* Data:
┏━━

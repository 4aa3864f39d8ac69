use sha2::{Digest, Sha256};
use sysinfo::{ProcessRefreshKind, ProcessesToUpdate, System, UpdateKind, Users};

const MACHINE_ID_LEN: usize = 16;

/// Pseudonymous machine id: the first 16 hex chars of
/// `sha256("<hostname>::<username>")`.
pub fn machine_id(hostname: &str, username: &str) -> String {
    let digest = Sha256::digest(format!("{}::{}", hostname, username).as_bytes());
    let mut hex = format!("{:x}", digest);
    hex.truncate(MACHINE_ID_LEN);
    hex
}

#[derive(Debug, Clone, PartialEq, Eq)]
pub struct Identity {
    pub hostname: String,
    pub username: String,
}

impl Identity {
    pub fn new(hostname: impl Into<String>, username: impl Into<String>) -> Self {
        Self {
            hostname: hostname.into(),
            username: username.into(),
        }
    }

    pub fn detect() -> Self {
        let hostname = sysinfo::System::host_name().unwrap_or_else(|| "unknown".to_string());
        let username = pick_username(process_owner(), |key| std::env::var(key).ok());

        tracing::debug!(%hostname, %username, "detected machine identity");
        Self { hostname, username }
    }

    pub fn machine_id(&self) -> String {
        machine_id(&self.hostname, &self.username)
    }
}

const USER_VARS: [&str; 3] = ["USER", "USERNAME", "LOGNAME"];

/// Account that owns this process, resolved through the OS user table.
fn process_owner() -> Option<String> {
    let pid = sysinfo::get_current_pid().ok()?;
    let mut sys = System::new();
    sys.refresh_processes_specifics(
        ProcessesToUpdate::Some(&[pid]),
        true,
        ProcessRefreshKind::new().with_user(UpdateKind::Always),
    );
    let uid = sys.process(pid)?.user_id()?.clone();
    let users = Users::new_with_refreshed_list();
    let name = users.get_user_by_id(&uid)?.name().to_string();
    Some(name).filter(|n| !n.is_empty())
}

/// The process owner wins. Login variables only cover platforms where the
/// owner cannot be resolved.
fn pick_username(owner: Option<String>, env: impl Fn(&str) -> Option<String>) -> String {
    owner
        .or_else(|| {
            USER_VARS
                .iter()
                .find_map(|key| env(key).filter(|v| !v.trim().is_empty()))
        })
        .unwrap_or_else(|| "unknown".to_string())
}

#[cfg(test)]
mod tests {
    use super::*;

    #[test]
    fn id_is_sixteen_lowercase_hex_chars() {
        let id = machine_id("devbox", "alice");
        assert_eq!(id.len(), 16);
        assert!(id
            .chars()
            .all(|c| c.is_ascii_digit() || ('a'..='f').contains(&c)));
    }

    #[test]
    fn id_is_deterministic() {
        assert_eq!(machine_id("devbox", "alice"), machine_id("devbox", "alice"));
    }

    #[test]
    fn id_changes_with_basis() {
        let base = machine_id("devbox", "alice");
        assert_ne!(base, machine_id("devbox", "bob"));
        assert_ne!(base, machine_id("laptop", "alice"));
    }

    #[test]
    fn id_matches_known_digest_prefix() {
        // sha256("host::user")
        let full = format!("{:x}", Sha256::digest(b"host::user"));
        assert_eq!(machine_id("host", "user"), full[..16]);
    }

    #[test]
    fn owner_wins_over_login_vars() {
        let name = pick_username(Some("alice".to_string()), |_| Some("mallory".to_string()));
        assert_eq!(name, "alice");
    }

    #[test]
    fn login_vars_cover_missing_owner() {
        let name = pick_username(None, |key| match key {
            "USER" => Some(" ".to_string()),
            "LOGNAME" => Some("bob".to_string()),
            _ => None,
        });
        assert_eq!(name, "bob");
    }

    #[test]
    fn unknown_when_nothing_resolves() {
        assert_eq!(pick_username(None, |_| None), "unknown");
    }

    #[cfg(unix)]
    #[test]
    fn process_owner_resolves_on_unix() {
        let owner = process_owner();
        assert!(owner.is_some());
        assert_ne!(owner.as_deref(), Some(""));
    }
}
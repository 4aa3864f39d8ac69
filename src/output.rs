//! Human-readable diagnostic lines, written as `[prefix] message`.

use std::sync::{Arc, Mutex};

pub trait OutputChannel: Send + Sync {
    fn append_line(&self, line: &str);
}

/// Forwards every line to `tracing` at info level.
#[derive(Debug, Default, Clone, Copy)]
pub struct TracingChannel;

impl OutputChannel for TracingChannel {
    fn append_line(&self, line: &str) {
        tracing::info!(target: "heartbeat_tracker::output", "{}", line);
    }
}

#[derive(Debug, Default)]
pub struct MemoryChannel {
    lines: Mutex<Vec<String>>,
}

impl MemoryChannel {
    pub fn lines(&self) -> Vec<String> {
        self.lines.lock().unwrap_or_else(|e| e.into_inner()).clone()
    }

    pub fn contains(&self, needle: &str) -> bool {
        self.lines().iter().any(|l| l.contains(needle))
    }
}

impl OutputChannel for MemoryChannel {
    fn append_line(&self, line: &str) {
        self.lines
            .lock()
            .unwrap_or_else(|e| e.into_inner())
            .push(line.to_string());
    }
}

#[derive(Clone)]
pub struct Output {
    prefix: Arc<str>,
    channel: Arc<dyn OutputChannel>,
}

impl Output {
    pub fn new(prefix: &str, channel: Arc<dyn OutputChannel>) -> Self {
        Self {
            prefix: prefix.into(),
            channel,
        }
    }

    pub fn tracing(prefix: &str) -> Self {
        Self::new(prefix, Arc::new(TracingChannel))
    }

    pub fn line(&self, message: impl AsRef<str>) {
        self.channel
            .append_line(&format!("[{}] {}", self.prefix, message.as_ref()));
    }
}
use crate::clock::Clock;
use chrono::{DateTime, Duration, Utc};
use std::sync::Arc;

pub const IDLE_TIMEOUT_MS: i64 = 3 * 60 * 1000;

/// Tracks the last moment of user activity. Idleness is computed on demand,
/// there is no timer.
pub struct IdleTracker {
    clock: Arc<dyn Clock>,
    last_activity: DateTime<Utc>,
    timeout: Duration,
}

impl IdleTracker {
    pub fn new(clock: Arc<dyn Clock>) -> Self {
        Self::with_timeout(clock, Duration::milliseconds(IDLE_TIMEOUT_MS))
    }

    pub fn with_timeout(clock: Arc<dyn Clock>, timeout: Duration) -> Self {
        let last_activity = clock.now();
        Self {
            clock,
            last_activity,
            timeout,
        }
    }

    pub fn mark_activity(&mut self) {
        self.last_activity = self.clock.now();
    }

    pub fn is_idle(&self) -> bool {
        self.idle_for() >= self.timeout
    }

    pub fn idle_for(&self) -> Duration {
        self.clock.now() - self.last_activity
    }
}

┗━━

* Exercise:
Give back the entire listing, line for line, exactly as it stands.

* Your response:
repository 4aa3864f39d8ac69
use sha2::{Digest, Sha256};
use sysinfo::{ProcessRefreshKind, ProcessesToUpdate, System, UpdateKind, Users};

const MACHINE_ID_LEN: usize = 16;

/// Pseudonymous machine id: the first 16 hex chars of
/// `sha256("<hostname>::<username>")`.
pub fn machine_id(hostname: &str, username: &str) -> String {
    let digest = Sha256::digest(format!("{}::{}", hostname, username).as_bytes());
    let mut hex = format!("{:x}", digest);
    hex.truncate(MACHINE_ID_LEN);
    hex
}

#[derive(Debug, Clone, PartialEq, Eq)]
pub struct Identity {
    pub hostname: String,
    pub username: String,
}

impl Identity {
    pub fn new(hostname: impl Into<String>, username: impl Into<String>) -> Self {
        Self {
            hostname: hostname.into(),
            username: username.into(),
        }
    }

    pub fn detect() -> Self {
        let hostname = sysinfo::System::host_name().unwrap_or_else(|| "unknown".to_string());
        let username = pick_username(process_owner(), |key| std::env::var(key).ok());

        tracing::debug!(%hostname, %username, "detected machine identity");
        Self { hostname, username }
    }

    pub fn machine_id(&self) -> String {
        machine_id(&self.hostname, &self.username)
    }
}

const USER_VARS: [&str; 3] = ["USER", "USERNAME", "LOGNAME"];

/// Account that owns this process, resolved through the OS user table.
fn process_owner() -> Option<String> {
    let pid = sysinfo::get_current_pid().ok()?;
    let mut sys = System::new();
    sys.refresh_processes_specifics(
        ProcessesToUpdate::Some(&[pid]),
        true,
        ProcessRefreshKind::new().with_user(UpdateKind::Always),
    );
    let uid = sys.process(pid)?.user_id()?.clone();
    let users = Users::new_with_refreshed_list();
    let name = users.get_user_by_id(&uid)?.name().to_string();
    Some(name).filter(|n| !n.is_empty())
}

/// The process owner wins. Login variables only cover platforms where the
/// owner cannot be resolved.
fn pick_username(owner: Option<String>, env: impl Fn(&str) -> Option<String>) -> String {
    owner
        .or_else(|| {
            USER_VARS
                .iter()
                .find_map(|key| env(key).filter(|v| !v.trim().is_empty()))
        })
        .unwrap_or_else(|| "unknown".to_string())
}

#[cfg(test)]
mod tests {
    use super::*;

    #[test]
    fn id_is_sixteen_lowercase_hex_chars() {
        let id = machine_id("devbox", "alice");
        assert_eq!(id.len(), 16);
        assert!(id
            .chars()
            .all(|c| c.is_ascii_digit() || ('a'..='f').contains(&c)));
    }

    #[test]
    fn id_is_deterministic() {
        assert_eq!(machine_id("devbox", "alice"), machine_id("devbox", "alice"));
    }

    #[test]
    fn id_changes_with_basis() {
        let base = machine_id("devbox", "alice");
        assert_ne!(base, machine_id("devbox", "bob"));
        assert_ne!(base, machine_id("laptop", "alice"));
    }

    #[test]
    fn id_matches_known_digest_prefix() {
        // sha256("host::user")
        let full = format!("{:x}", Sha256::digest(b"host::user"));
        assert_eq!(machine_id("host", "user"), full[..16]);
    }

    #[test]
    fn owner_wins_over_login_vars() {
        let name = pick_username(Some("alice".to_string()), |_| Some("mallory".to_string()));
        assert_eq!(name, "alice");
    }

    #[test]
    fn login_vars_cover_missing_owner() {
        let name = pick_username(None, |key| match key {
            "USER" => Some(" ".to_string()),
            "LOGNAME" => Some("bob".to_string()),
            _ => None,
        });
        assert_eq!(name, "bob");
    }

    #[test]
    fn unknown_when_nothing_resolves() {
        assert_eq!(pick_username(None, |_| None), "unknown");
    }

    #[cfg(unix)]
    #[test]
    fn process_owner_resolves_on_unix() {
        let owner = process_owner();
        assert!(owner.is_some());
        assert_ne!(owner.as_deref(), Some(""));
    }
}
repository 4aa3864f39d8ac69
filename src/output.rs
//! Human-readable diagnostic lines, written as `[prefix] message`.

use std::sync::{Arc, Mutex};

pub trait OutputChannel: Send + Sync {
    fn append_line(&self, line: &str);
}

/// Forwards every line to `tracing` at info level.
#[derive(Debug, Default, Clone, Copy)]
pub struct TracingChannel;

impl OutputChannel for TracingChannel {
    fn append_line(&self, line: &str) {
        tracing::info!(target: "heartbeat_tracker::output", "{}", line);
    }
}

#[derive(Debug, Default)]
pub struct MemoryChannel {
    lines: Mutex<Vec<String>>,
}

impl MemoryChannel {
    pub fn lines(&self) -> Vec<String> {
        self.lines.lock().unwrap_or_else(|e| e.into_inner()).clone()
    }

    pub fn contains(&self, needle: &str) -> bool {
        self.lines().iter().any(|l| l.contains(needle))
    }
}

impl OutputChannel for MemoryChannel {
    fn append_line(&self, line: &str) {
        self.lines
            .lock()
            .unwrap_or_else(|e| e.into_inner())
            .push(line.to_string());
    }
}

#[derive(Clone)]
pub struct Output {
    prefix: Arc<str>,
    channel: Arc<dyn OutputChannel>,
}

impl Output {
    pub fn new(prefix: &str, channel: Arc<dyn OutputChannel>) -> Self {
        Self {
            prefix: prefix.into(),
            channel,
        }
    }

    pub fn tracing(prefix: &str) -> Self {
        Self::new(prefix, Arc::new(TracingChannel))
    }

    pub fn line(&self, message: impl AsRef<str>) {
        self.channel
            .append_line(&format!("[{}] {}", self.prefix, message.as_ref()));
    }
}
use crate::clock::Clock;
use chrono::{DateTime, Duration, Utc};
use std::sync::Arc;

pub const IDLE_TIMEOUT_MS: i64 = 3 * 60 * 1000;

/// Tracks the last moment of user activity. Idleness is computed on demand,
/// there is no timer.
pub struct IdleTracker {
    clock: Arc<dyn Clock>,
    last_activity: DateTime<Utc>,
    timeout: Duration,
}

impl IdleTracker {
    pub fn new(clock: Arc<dyn Clock>) -> Self {
        Self::with_timeout(clock, Duration::milliseconds(IDLE_TIMEOUT_MS))
    }

    pub fn with_timeout(clock: Arc<dyn Clock>, timeout: Duration) -> Self {
        let last_activity = clock.now();
        Self {
            clock,
            last_activity,
            timeout,
        }
    }

    pub fn mark_activity(&mut self) {
        self.last_activity = self.clock.now();
    }

    pub fn is_idle(&self) -> bool {
        self.idle_for() >= self.timeout
    }

    pub fn idle_for(&self) -> Duration {
        self.clock.now() - self.last_activity
    }
}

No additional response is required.